“It’s really about the magical and the mysterious in the everyday,” says Hammer senior curator Anne Ellegood, in the online video introducing the museum’s newest exhibition, All of this and nothing. Ellegood worked alongside chief curator Douglas Fogle to select artists who use mundane moments and everyday materials to delve into complex existential explorations. The contemplative, delicate quality of most works in the show belies the diversity and complexity of the exhibition, which includes 60 works by 14 different artists from all over the globe.
Buenos Aires-based artist Jorge Macchi uses tropes of ordinary life and castoff objects to delve into ideas of entropy, eternity, and mortality. Vanishing Point is comprised of two walls, adorned with trompe l’oeil hand-painted wallpaper. The patterns get smaller and denser as they approach the corner, creating a forced perspective illusion in which the gallery seems to proceed toward infinity. In Parallel Lives (1999), Macchi smashed a mirror using a hammer and nail. The mirror remained relatively intact, but cracks radiate erratically from the point of impact. Macchi then painstakingly chiseled cracks into an identical mirror, creating precisely the same cracks as in the original mirror. For Monoblock, Macchi extracted death notice pages from the paper, cutting out the rectangles of information about each individual and leaving only the symbol of his or her religion – typically a crucifix or star of David. The pages are layered upon one another, peeking through one another’s cutout windows. Devoid of text, the yellowed stack of papers, hanging vertically on the wall behind a glass frame, has the feeling of an architectural rendering. Each empty rectangle hangs like a vacant room. Out of context, all the tiny crosses and stars swell with mystery.
On the other side of Macchi’s faux-wallpapered partition, Mexico City’s Fernando Ortega gracefully wrestles with similar ideas of chance, emptiness, and temporality. In 2008, Ortega offered a skeletal harp frame, sans strings, to a single spider. With some nudging, the spider eventually spun a web in the negative space of the harp, restringing the instrument with its delicate web. Generally a symbol of heavenly divinity, the harp stands in contrast to the web and spider – which typically signify musty neglect in the most benign sense, and familiars of the spooky occult in darker interpretations.
The counterintuitive muteness of the harp is echoed by Ortega’s adjacent video piece, Hummingbird Induced to a Deep Sleep. As the title suggests, Ortega has documented a tiny hummingbird perched on a branch with eyes shut, its typically-frenetically fluttering wings silenced by stillness. With the bird perched on a leafless branch, its jewel-green feathers contrasting sharply with the empty white background, the video feels at first like a photograph or even a colored drawing. The tiny creature barely moves, except to heave its round little chest every few minutes. Unlike the mythologized shark, hummingbirds apparently do stop moving to sleep, but we rarely glimpse the typically hyper-hued and hyperactive creatures unless they are in motion out in the open. Seeing a hummingbird with no hum feels uncanny and forbidden.

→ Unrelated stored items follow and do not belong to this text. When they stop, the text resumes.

//! # turn_by_turn
//!
//! turn_by_turn reads, writes and converts turn-by-turn beam position data
//! from various particle accelerators and tracking codes. Every supported
//! source is normalized into one shared in-memory representation
//! ([`structures::TbtData`]): a set of observation-point x turn matrices per
//! bunch (or per tracked particle), the common turn count, the bunch
//! identifiers and optional metadata such as the acquisition date.
//!
//! ## Supported formats
//!
//! | Format | Source | Read | Write | Convert |
//! |---|---|---|---|---|
//! | `lhc` | LHC BPM system, binary SDDS (legacy ASCII auto-detected) | yes | yes | |
//! | `sps` | SPS BPM system, SDDS with per-monitor arrays | yes | yes | |
//! | `ascii` | legacy turn-by-turn ASCII tables | yes | yes | |
//! | `doros`, `doros_positions`, `doros_oscillations` | LHC DOROS BPMs, HDF5 | yes | yes | |
//! | `iota` | IOTA, HDF5 (two layout versions) | yes | | |
//! | `esrf` | ESRF, Matlab `.mat` | yes | | |
//! | `ptc` | MAD-X PTC tracking output | yes | | |
//! | `trackone` | MAD-X tracking output | yes | | |
//! | `madng` | MAD-NG tracking output, TFS | yes | yes | yes |
//! | `superkekb` | SuperKEKB measurement dumps | yes | | |
//! | `xtrack` | xtrack `Line` with particle monitors | | | yes |
//!
//! The high-level entry points live in the [`io`] module: [`io::read_tbt`],
//! [`io::write_tbt`] and [`io::convert_to_tbt`], dispatching on
//! [`io::Format`]. Requesting an operation a format does not support is an
//! error listing the formats that do, never a panic. The per-format codec
//! modules can also be used directly when format-specific knobs are needed
//! (IOTA layout version, DOROS data kind, the eight-field trackone view).
//!
//! ## Utilities
//!
//! The [`utils`] module provides cross-format helpers: seedable Gaussian
//! noise injection on single matrices or whole measurements, averaging a
//! multi-bunch measurement into a single-bunch one, and conversion between
//! measurements and plain 4-D sample blocks.
//!
//! ## Logging
//!
//! Progress and recoverable oddities (unparseable dates, plane-split
//! fallbacks) are reported through the `log` facade; attach the logger of
//! your choice in the consuming application.
//!
//! ## HDF5
//!
//! The DOROS and IOTA codecs use the HDF5 C library through the `hdf5`
//! crate. It is typically installed with a package manager (homebrew, apt,
//! etc.) and found automatically; set `HDF5_DIR` when a custom install
//! location is used.

pub mod ascii;
pub mod doros;
pub mod error;
pub mod esrf;
pub mod io;
pub mod iota;
pub mod lhc;
pub mod madng;
pub mod ptc;
pub mod sdds;
pub mod sps;
pub mod structures;
pub mod superkekb;
pub mod tfs;
pub mod trackone;
pub mod utils;
pub mod xtrack;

Los Angeles artist Kerry Tribe explores history, cognition and subjectivity, typically through complex narratives that combine personal stories with political dramas. However, one of her three pieces presented in conjunction with the Hammer’s exhibition, entitled, Parnassius Mnemosyne echoes Ortega’s works with an unusually simple gesture based on nature. Entering the dimly lit lower gallery at the Hammer, the viewer is confronted with a darkened room, a film projector, and a freestanding screen. The movie pans slowly and repeatedly across a patterned surface that seems at once abstract and distinctly biological. The true subject may not become clear until the viewer exams the wall text, spot-lit within the dark space.

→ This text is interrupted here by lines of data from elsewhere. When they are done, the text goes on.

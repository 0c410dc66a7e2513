use thiserror::Error;

/// Errors raised while decoding or encoding the binary SDDS table files
/// used by the LHC and SPS formats.
#[derive(Debug, Error)]
pub enum SddsError {
    #[error("SDDS file failed due to IO error: {0}")]
    IOError(#[from] std::io::Error),
    #[error("File does not start with the SDDS1 version tag")]
    MissingVersionTag,
    #[error("Malformed SDDS header line: {0}")]
    MalformedHeader(String),
    #[error("Unsupported SDDS data type '{0}'")]
    UnsupportedType(String),
    #[error("SDDS binary section ended early while reading '{0}'")]
    TruncatedData(String),
}

/// Errors raised while decoding or encoding TFS tables (MAD-NG format).
#[derive(Debug, Error)]
pub enum TfsError {
    #[error("TFS table failed due to IO error: {0}")]
    IOError(#[from] std::io::Error),
    #[error("Malformed TFS line: {0}")]
    MalformedLine(String),
    #[error("TFS data row has {found} entries, expected {expected}")]
    RowLengthMismatch { expected: usize, found: usize },
    #[error("Failed to parse TFS value '{0}'")]
    BadValue(String),
}

/// The error conditions of the turn-by-turn library.
///
/// Dispatch failures, structural violations of a wire format and shape
/// inconsistencies are distinct variants so that callers (and tests) can
/// branch on the condition rather than on message contents.
#[derive(Debug, Error)]
pub enum TbtError {
    #[error("Provided format '{requested}' is not supported, should be one of {valid:?}")]
    UnsupportedFormat {
        requested: String,
        valid: Vec<&'static str>,
    },
    #[error("Format '{format}' does not support {operation}, formats supporting it: {valid:?}")]
    UnsupportedDirection {
        format: &'static str,
        operation: &'static str,
        valid: Vec<&'static str>,
    },
    #[error("Malformed source: {0}")]
    MalformedSource(String),
    #[error("Inconsistent shape: {0}")]
    InconsistentShape(String),
    #[error("Only one of '{first}' and '{second}' should be provided")]
    ExclusiveParameterViolation {
        first: &'static str,
        second: &'static str,
    },
    #[error("IO error: {0}")]
    IOError(#[from] std::io::Error),
    #[error("HDF5 error: {0}")]
    Hdf5Error(#[from] hdf5::Error),
    #[error("SDDS error: {0}")]
    SddsError(#[from] SddsError),
    #[error("TFS error: {0}")]
    TfsError(#[from] TfsError),
}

The supplemental narrative explains that Tribe was attracted to a Vladimir Nabokov drawing of the Parnassius mnemosyne butterfly. Nabokov is known for moonlighting as a lepidopterist. In fact, his previously disregarded theory of butterfly evolution was serendipitously vindicated one week prior to the opening of the current Hammer exhibition. In any case, Tribe was particularly inspired by the butterfly’s scientific name, derived from the Greek goddess of memory—a prominent thread throughout her work. The magnified image of the butterfly wing slyly inverts with each passage through the film looper, a function of the Möbius strip-contortion of the film itself. This barely-perceptible inversion simultaneously resonates with nature’s mirroring within each pair of butterfly wings, and the distortion of human perception, cognition, and memory.

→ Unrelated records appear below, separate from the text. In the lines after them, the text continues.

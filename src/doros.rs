//! Reader and writer for DOROS BPM files from the LHC (HDF5).
//!
//! Besides an unused `METADATA` entry, the file holds one group per monitor
//! with microsecond timestamps (`acqStamp`, `bstTimestamp`) and two data
//! kinds side by side: orbit positions, the beam position per turn averaged
//! over all bunches, and oscillation data. Each kind carries its own sample
//! count. Only one kind is read at a time; the writer fills the sibling
//! kind's entries with the acquisition system's placeholder values.

use std::ffi::CString;
use std::path::Path;

use hdf5::globals::H5P_FILE_CREATE;
use hdf5_sys::h5f::{H5Fclose, H5Fcreate, H5F_ACC_TRUNC};
use hdf5_sys::h5p::{
    H5Pclose, H5Pcreate, H5Pset_link_creation_order, H5P_CRT_ORDER_INDEXED, H5P_CRT_ORDER_TRACKED,
    H5P_DEFAULT,
};
use ndarray::Array2;
use time::OffsetDateTime;

use super::error::TbtError;
use super::structures::{BpmMatrix, BunchMatrices, Meta, TbtData, TransverseData};

const DEFAULT_BUNCH_ID: usize = 0; // not stored in the file
const METADATA: &str = "METADATA";
const BST_TIMESTAMP: &str = "bstTimestamp"; // microseconds
const ACQ_STAMP: &str = "acqStamp"; // microseconds
const OSCILLATION_FILLER: f64 = -1.0; // from the FESA class

/// Which of the two data kinds of a DOROS file to access.
#[derive(Debug, Clone, Copy, PartialEq, Eq)]
pub enum DataKind {
    Positions,
    Oscillations,
}

impl DataKind {
    fn n_samples_key(self) -> &'static str {
        match self {
            DataKind::Positions => "nbOrbitSamplesRead",
            DataKind::Oscillations => "nbOscillationSamplesRead",
        }
    }

    fn plane_key(self, field: &str) -> &'static str {
        match (self, field) {
            (DataKind::Positions, "X") => "horPositions",
            (DataKind::Positions, _) => "verPositions",
            (DataKind::Oscillations, "X") => "horOscillationData",
            (DataKind::Oscillations, _) => "verOscillationData",
        }
    }

    fn sibling(self) -> DataKind {
        match self {
            DataKind::Positions => DataKind::Oscillations,
            DataKind::Oscillations => DataKind::Positions,
        }
    }
}

/// Read one data kind from a DOROS file.
pub fn read_tbt(path: &Path, kind: DataKind) -> Result<TbtData, TbtError> {
    log::debug!("reading DOROS file {}", path.display());
    let file = hdf5::File::open(path)?;

    let monitors: Vec<String> = ordered_member_names(&file)?
        .into_iter()
        .filter(|name| {
            name != METADATA
                && file
                    .group(name)
                    .map(|group| group.link_exists(kind.n_samples_key()))
                    .unwrap_or(false)
        })
        .collect();
    log::debug!("found monitors in DOROS file: {monitors:?}");
    if monitors.is_empty() {
        return Err(TbtError::MalformedSource(
            "no monitor groups with sample counts found".into(),
        ));
    }

    let nturns = check_data_lengths(&file, kind, &monitors)?;

    let mut time_stamps = Vec::with_capacity(monitors.len());
    for monitor in &monitors {
        let group = file.group(monitor)?;
        if group.link_exists(ACQ_STAMP) {
            let stamp = group.dataset(ACQ_STAMP)?.read_1d::<f64>()?;
            if let Some(&first) = stamp.first() {
                time_stamps.push(first);
            }
        }
    }
    let date = time_stamps
        .iter()
        .copied()
        .fold(None::<f64>, |acc, stamp| {
            Some(acc.map_or(stamp, |m| m.min(stamp)))
        })
        .and_then(|microseconds| {
            OffsetDateTime::from_unix_timestamp_nanos(microseconds as i128 * 1_000).ok()
        });

    let plane = |field: &str| -> Result<BpmMatrix, TbtError> {
        let mut data = Array2::zeros((monitors.len(), nturns));
        for (row, monitor) in monitors.iter().enumerate() {
            let samples = file
                .group(monitor)?
                .dataset(kind.plane_key(field))?
                .read_1d::<f64>()?;
            data.row_mut(row)
                .assign(&samples.slice(ndarray::s![..nturns]));
        }
        BpmMatrix::new(monitors.clone(), data)
    };

    let matrices = BunchMatrices::Transverse(TransverseData::new(plane("X")?, plane("Y")?)?);
    let meta = Meta {
        date,
        file: Some(path.to_path_buf()),
        source_format: Some(match kind {
            DataKind::Positions => "doros_positions".to_string(),
            DataKind::Oscillations => "doros_oscillations".to_string(),
        }),
        ..Meta::default()
    };
    TbtData::new(
        vec![matrices],
        nturns,
        Some(vec![DEFAULT_BUNCH_ID]),
        meta,
    )
}

/// Write a single-bunch measurement as one data kind of a DOROS file.
pub fn write_tbt(path: &Path, data: &TbtData, kind: DataKind) -> Result<(), TbtError> {
    log::debug!("writing DOROS file {}", path.display());
    if data.nbunches() != 1 {
        return Err(TbtError::InconsistentShape(format!(
            "this format holds a single bunch, got {}",
            data.nbunches()
        )));
    }
    let matrices = &data.matrices[0];
    let x = matrices
        .field("X")
        .ok_or_else(|| TbtError::InconsistentShape("measurement has no 'X' field".into()))?;
    let y = matrices
        .field("Y")
        .ok_or_else(|| TbtError::InconsistentShape("measurement has no 'Y' field".into()))?;
    if x.index != y.index {
        return Err(TbtError::InconsistentShape(
            "the planes list different monitors".into(),
        ));
    }

    let file = create_order_tracked(path)?;
    file.create_group(METADATA)?;
    let sibling = kind.sibling();
    for (row, monitor) in x.index.iter().enumerate() {
        let group = file.create_group(monitor)?;
        if let Some(date) = data.meta.date {
            let microseconds = (date.unix_timestamp_nanos() / 1_000) as f64;
            group
                .new_dataset_builder()
                .with_data(&[microseconds])
                .create(ACQ_STAMP)?;
            group
                .new_dataset_builder()
                .with_data(&[microseconds])
                .create(BST_TIMESTAMP)?;
        }

        group
            .new_dataset_builder()
            .with_data(&[data.nturns as i64])
            .create(kind.n_samples_key())?;
        group
            .new_dataset_builder()
            .with_data(&x.data.row(row).to_vec())
            .create(kind.plane_key("X"))?;
        group
            .new_dataset_builder()
            .with_data(&y.data.row(row).to_vec())
            .create(kind.plane_key("Y"))?;

        group
            .new_dataset_builder()
            .with_data(&[0i64])
            .create(sibling.n_samples_key())?;
        group
            .new_dataset_builder()
            .with_data(&[OSCILLATION_FILLER])
            .create(sibling.plane_key("X"))?;
        group
            .new_dataset_builder()
            .with_data(&[OSCILLATION_FILLER])
            .create(sibling.plane_key("Y"))?;
    }
    Ok(())
}

/// The root group's member names in the order the acquisition wrote them.
///
/// Monitor order is row order in the measurement, so it must survive a
/// write/read cycle. Files carrying a creation-order index (h5py needs
/// `track_order=True` for that) are iterated by it; files without one only
/// store the name order, which is what `member_names` walks.
fn ordered_member_names(file: &hdf5::File) -> Result<Vec<String>, TbtError> {
    let by_creation = file.iter_visit(
        hdf5::IterationOrder::Increasing,
        hdf5::TraversalOrder::Creation,
        Vec::new(),
        |_, name, _, names| {
            names.push(name.to_owned());
            true
        },
    );
    match by_creation {
        Ok(names) => Ok(names),
        Err(_) => Ok(file.member_names()?),
    }
}

/// Create an HDF5 file whose root group tracks and indexes link creation
/// order, then reopen it through the safe handle. The file-creation builder
/// of the bindings does not cover this property, hence the raw calls.
fn create_order_tracked(path: &Path) -> Result<hdf5::File, TbtError> {
    let Some(name) = path.to_str().and_then(|p| CString::new(p).ok()) else {
        return Err(TbtError::MalformedSource(format!(
            "path {} cannot be passed to the HDF5 library",
            path.display()
        )));
    };
    let created = unsafe {
        let fcpl = H5Pcreate(*H5P_FILE_CREATE);
        if fcpl < 0 {
            return Err(hdf5_failure("could not create a file creation property list"));
        }
        let mut status =
            H5Pset_link_creation_order(fcpl, H5P_CRT_ORDER_TRACKED | H5P_CRT_ORDER_INDEXED);
        if status >= 0 {
            let file = H5Fcreate(name.as_ptr(), H5F_ACC_TRUNC, fcpl, H5P_DEFAULT);
            status = if file < 0 { -1 } else { H5Fclose(file) };
        }
        H5Pclose(fcpl);
        status
    };
    if created < 0 {
        return Err(hdf5_failure("could not create an order-tracked file"));
    }
    Ok(hdf5::File::open_rw(path)?)
}

fn hdf5_failure(message: &str) -> TbtError {
    TbtError::Hdf5Error(hdf5::Error::from(message))
}

/// Confirm that every monitor's arrays match its declared sample count and
/// that all monitors agree on it. Returns the common turn count.
fn check_data_lengths(
    file: &hdf5::File,
    kind: DataKind,
    monitors: &[String],
) -> Result<usize, TbtError> {
    let mut suspicious = Vec::new();
    let mut counts = Vec::with_capacity(monitors.len());
    for monitor in monitors {
        let group = file.group(monitor)?;
        let nturns = group
            .dataset(kind.n_samples_key())?
            .read_1d::<i64>()?
            .first()
            .copied()
            .unwrap_or(0) as usize;
        for field in ["X", "Y"] {
            let length = group.dataset(kind.plane_key(field))?.read_1d::<f64>()?.len();
            if length != nturns && !suspicious.contains(monitor) {
                suspicious.push(monitor.clone());
            }
        }
        counts.push(nturns);
    }
    if !suspicious.is_empty() {
        return Err(TbtError::InconsistentShape(format!(
            "found monitors with different data lengths than defined in '{}': {suspicious:?}",
            kind.n_samples_key()
        )));
    }
    if counts.windows(2).any(|pair| pair[0] != pair[1]) {
        return Err(TbtError::InconsistentShape(
            "not all monitors have the same number of turns".into(),
        ));
    }
    Ok(counts[0])
}

#[cfg(test)]
mod tests {
    use super::*;
    use time::macros::datetime;

    fn measurement() -> TbtData {
        // deliberately not in name order, row order must survive the file
        let names = vec!["BPMB.2_DOROS".to_string(), "BPMA.1_DOROS".to_string()];
        let x = Array2::from_shape_fn((2, 8), |(i, j)| (i * 8 + j) as f64 / 3.0);
        let y = x.mapv(|v| v + 0.5);
        TbtData::new(
            vec![BunchMatrices::Transverse(
                TransverseData::new(
                    BpmMatrix::new(names.clone(), x).unwrap(),
                    BpmMatrix::new(names, y).unwrap(),
                )
                .unwrap(),
            )],
            8,
            None,
            Meta {
                date: Some(datetime!(2023-05-01 10:00:00 UTC)),
                ..Meta::default()
            },
        )
        .unwrap()
    }

    #[test]
    fn positions_round_trip() {
        let dir = tempfile::tempdir().unwrap();
        let path = dir.path().join("doros.h5");
        let origin = measurement();
        write_tbt(&path, &origin, DataKind::Positions).unwrap();
        let read = read_tbt(&path, DataKind::Positions).unwrap();
        assert_eq!(read.matrices, origin.matrices);
        assert_eq!(read.nturns, 8);
        assert_eq!(read.bunch_ids, vec![0]);
        assert_eq!(read.meta.date, origin.meta.date);
    }

    #[test]
    fn monitor_order_follows_the_file_not_the_names() {
        let dir = tempfile::tempdir().unwrap();
        let path = dir.path().join("doros.h5");
        write_tbt(&path, &measurement(), DataKind::Positions).unwrap();
        let read = read_tbt(&path, DataKind::Positions).unwrap();
        let x = read.matrices[0].field("X").unwrap();
        assert_eq!(
            x.index,
            vec!["BPMB.2_DOROS".to_string(), "BPMA.1_DOROS".to_string()]
        );
    }

    #[test]
    fn oscillations_round_trip() {
        let dir = tempfile::tempdir().unwrap();
        let path = dir.path().join("doros.h5");
        let origin = measurement();
        write_tbt(&path, &origin, DataKind::Oscillations).unwrap();
        let read = read_tbt(&path, DataKind::Oscillations).unwrap();
        assert_eq!(read.matrices, origin.matrices);
    }

    #[test]
    fn reading_the_unwritten_kind_is_rejected() {
        let dir = tempfile::tempdir().unwrap();
        let path = dir.path().join("doros.h5");
        write_tbt(&path, &measurement(), DataKind::Positions).unwrap();
        // the sibling kind only holds placeholder entries of length one
        assert!(matches!(
            read_tbt(&path, DataKind::Oscillations),
            Err(TbtError::InconsistentShape(_))
        ));
    }

    #[test]
    fn monitor_with_short_arrays_is_named() {
        let dir = tempfile::tempdir().unwrap();
        let path = dir.path().join("doros.h5");
        write_tbt(&path, &measurement(), DataKind::Positions).unwrap();
        // truncate one plane of one monitor
        let file = hdf5::File::open_rw(&path).unwrap();
        let group = file.group("BPMA.1_DOROS").unwrap();
        group.unlink("horPositions").unwrap();
        group
            .new_dataset_builder()
            .with_data(&[1.0, 2.0, 3.0])
            .create("horPositions")
            .unwrap();
        drop(file);
        match read_tbt(&path, DataKind::Positions) {
            Err(TbtError::InconsistentShape(message)) => {
                assert!(message.contains("BPMA.1_DOROS"))
            }
            other => panic!("unexpected result: {other:?}"),
        }
    }

    #[test]
    fn disagreeing_turn_counts_are_rejected() {
        let dir = tempfile::tempdir().unwrap();
        let path = dir.path().join("doros.h5");
        write_tbt(&path, &measurement(), DataKind::Positions).unwrap();
        // shrink one monitor consistently so only the cross-monitor check fires
        let file = hdf5::File::open_rw(&path).unwrap();
        let group = file.group("BPMA.1_DOROS").unwrap();
        for key in ["nbOrbitSamplesRead", "horPositions", "verPositions"] {
            group.unlink(key).unwrap();
        }
        group
            .new_dataset_builder()
            .with_data(&[3i64])
            .create("nbOrbitSamplesRead")
            .unwrap();
        for key in ["horPositions", "verPositions"] {
            group
                .new_dataset_builder()
                .with_data(&[1.0, 2.0, 3.0])
                .create(key)
                .unwrap();
        }
        drop(file);
        assert!(matches!(
            read_tbt(&path, DataKind::Positions),
            Err(TbtError::InconsistentShape(_))
        ));
    }

    #[test]
    fn multibunch_write_is_rejected() {
        let dir = tempfile::tempdir().unwrap();
        let path = dir.path().join("doros.h5");
        let single = measurement();
        let double = TbtData::new(
            vec![single.matrices[0].clone(), single.matrices[0].clone()],
            8,
            None,
            Meta::default(),
        )
        .unwrap();
        assert!(matches!(
            write_tbt(&path, &double, DataKind::Positions),
            Err(TbtError::InconsistentShape(_))
        ));
    }
}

Other standouts include Charles Gaines’s scrolling musical scores derived from four different twentieth-century political manifestos, Karla Black’s giant, disorienting installations of plaster, bath bombs, soap and plastic, and Dianna Molzan’s re-crafted and distorted canvases, which gracefully echo human flesh while responding cerebrally to art history. While ambitious exhibitions organized around a thematic principle often fail to deliver, All of this and nothing feels harmonious and unified. Perhaps due to the lens of mundanity, most of the work succeeds in stirring up philosophical questions without resorting to heavy-handedness.